Exercise directions: When you come to the line with "fn rank(v: &Value)", begin repeating; continue exactly through the final line of the records and include nothing from before.

Records supplied:
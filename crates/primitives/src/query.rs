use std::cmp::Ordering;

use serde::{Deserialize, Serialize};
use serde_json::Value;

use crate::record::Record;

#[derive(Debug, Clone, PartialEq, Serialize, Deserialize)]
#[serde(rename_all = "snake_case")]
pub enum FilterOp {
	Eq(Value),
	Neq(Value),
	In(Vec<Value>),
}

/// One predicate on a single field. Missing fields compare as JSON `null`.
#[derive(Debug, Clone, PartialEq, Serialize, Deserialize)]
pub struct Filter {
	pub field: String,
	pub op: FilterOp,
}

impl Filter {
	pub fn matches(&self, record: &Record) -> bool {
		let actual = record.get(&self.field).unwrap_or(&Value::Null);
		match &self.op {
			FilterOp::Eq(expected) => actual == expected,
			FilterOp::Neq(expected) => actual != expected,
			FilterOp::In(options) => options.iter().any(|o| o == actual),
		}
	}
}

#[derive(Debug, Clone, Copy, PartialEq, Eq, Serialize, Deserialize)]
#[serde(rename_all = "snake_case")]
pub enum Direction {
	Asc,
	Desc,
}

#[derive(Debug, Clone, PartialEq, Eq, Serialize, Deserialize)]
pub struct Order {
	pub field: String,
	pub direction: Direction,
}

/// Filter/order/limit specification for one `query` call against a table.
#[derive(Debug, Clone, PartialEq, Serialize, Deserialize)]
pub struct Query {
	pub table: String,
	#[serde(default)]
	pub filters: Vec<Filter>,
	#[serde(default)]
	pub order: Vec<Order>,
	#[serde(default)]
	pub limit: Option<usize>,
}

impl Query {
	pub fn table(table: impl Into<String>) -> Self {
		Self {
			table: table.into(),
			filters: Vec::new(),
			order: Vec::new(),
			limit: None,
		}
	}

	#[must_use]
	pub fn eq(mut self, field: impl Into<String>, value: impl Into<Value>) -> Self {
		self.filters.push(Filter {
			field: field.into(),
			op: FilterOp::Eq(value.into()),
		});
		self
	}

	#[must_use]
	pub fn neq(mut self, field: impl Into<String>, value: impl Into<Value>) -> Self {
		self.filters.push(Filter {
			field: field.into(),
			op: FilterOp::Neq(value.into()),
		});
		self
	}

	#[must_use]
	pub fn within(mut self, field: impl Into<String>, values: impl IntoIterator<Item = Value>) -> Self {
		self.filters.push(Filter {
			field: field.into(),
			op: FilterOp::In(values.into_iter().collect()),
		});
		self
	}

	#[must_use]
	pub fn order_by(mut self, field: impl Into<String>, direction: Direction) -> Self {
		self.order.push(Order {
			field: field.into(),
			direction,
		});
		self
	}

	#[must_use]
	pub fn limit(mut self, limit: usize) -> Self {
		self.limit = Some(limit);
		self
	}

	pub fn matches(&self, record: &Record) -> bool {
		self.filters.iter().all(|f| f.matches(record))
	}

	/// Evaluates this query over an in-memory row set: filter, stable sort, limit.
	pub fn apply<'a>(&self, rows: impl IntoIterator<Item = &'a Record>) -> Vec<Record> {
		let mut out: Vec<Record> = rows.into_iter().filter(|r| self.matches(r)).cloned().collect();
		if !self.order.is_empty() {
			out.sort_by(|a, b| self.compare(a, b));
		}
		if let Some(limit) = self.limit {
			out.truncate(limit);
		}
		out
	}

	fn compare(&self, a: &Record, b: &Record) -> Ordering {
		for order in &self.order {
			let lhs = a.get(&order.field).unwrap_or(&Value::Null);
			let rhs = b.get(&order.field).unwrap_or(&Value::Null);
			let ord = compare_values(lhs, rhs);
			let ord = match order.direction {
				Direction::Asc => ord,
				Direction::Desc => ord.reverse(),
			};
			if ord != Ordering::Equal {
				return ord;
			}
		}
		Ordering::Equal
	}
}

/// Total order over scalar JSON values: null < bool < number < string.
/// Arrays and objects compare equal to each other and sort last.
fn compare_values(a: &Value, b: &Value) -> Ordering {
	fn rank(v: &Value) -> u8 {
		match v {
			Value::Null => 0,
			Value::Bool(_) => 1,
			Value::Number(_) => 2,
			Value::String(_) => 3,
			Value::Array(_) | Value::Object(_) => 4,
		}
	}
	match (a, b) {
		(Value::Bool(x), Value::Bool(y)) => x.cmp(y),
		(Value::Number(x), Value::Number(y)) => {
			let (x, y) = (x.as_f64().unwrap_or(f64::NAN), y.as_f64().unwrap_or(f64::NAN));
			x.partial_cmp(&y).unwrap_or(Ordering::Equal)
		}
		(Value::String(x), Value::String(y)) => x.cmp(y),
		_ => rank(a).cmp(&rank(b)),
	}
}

Task response:
	fn rank(v: &Value) -> u8 {
		match v {
			Value::Null => 0,
			Value::Bool(_) => 1,
			Value::Number(_) => 2,
			Value::String(_) => 3,
			Value::Array(_) | Value::Object(_) => 4,
		}
	}
	match (a, b) {
		(Value::Bool(x), Value::Bool(y)) => x.cmp(y),
		(Value::Number(x), Value::Number(y)) => {
			let (x, y) = (x.as_f64().unwrap_or(f64::NAN), y.as_f64().unwrap_or(f64::NAN));
			x.partial_cmp(&y).unwrap_or(Ordering::Equal)
		}
		(Value::String(x), Value::String(y)) => x.cmp(y),
		_ => rank(a).cmp(&rank(b)),
	}
}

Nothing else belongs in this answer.